Exercise details =
For each line below with the word "clap", write out a copy.

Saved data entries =
================================

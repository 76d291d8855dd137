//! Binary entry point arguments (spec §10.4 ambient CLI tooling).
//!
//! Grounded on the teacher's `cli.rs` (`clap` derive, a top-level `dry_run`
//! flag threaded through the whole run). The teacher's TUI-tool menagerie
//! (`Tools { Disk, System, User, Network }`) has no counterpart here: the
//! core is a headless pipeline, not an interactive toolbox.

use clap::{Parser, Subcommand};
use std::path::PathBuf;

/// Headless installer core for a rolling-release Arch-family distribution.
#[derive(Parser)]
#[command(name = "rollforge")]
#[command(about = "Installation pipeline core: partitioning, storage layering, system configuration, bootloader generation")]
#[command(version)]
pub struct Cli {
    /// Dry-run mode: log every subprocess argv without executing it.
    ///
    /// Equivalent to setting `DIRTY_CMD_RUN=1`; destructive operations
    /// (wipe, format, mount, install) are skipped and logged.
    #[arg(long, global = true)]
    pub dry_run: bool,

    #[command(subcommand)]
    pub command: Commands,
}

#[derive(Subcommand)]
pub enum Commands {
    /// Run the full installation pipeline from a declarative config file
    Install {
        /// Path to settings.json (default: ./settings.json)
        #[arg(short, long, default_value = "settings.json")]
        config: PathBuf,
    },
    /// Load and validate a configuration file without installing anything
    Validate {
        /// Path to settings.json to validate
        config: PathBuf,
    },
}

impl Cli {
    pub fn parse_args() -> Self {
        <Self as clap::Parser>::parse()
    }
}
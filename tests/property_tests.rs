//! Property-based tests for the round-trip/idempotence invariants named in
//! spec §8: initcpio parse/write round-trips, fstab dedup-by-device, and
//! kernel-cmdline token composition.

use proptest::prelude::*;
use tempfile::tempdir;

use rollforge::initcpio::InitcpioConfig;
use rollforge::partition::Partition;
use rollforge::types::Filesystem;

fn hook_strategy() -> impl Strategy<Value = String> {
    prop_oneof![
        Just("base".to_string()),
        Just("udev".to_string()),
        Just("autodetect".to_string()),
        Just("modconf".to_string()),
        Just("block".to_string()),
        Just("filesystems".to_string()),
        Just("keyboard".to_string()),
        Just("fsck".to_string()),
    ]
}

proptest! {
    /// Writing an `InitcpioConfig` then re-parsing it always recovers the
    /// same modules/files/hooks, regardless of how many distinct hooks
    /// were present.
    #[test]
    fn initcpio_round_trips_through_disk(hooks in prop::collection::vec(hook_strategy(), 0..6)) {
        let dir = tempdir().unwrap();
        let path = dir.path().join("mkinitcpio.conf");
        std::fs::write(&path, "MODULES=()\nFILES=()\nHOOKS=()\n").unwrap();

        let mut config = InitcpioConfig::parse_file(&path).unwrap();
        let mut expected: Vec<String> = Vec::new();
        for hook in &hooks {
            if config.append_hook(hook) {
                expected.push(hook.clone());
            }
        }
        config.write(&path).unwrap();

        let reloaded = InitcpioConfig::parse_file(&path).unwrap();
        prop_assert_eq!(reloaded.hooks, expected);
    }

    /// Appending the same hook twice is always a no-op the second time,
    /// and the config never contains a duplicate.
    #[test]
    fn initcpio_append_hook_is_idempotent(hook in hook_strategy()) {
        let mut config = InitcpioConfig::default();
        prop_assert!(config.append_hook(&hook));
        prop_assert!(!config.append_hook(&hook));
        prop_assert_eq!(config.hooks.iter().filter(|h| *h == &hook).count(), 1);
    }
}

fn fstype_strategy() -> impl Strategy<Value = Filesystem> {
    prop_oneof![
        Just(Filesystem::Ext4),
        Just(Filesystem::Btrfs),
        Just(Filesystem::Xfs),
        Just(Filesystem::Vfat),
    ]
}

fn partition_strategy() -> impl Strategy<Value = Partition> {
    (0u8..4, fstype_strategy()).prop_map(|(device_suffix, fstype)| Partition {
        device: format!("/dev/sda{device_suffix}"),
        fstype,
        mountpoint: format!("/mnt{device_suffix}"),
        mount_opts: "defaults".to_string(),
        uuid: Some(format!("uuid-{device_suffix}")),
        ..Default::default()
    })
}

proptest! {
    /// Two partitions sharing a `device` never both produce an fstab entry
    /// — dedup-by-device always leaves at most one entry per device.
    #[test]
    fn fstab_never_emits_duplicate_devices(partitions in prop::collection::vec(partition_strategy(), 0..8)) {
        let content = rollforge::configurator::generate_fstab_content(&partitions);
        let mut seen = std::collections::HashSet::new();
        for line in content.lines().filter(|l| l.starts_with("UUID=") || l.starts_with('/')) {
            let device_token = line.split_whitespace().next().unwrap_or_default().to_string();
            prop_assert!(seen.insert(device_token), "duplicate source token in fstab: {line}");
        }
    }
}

================================

Response to this exercise =
//! Grounded on the teacher's `cli.rs` (`clap` derive, a top-level `dry_run`
use clap::{Parser, Subcommand};
        <Self as clap::Parser>::parse()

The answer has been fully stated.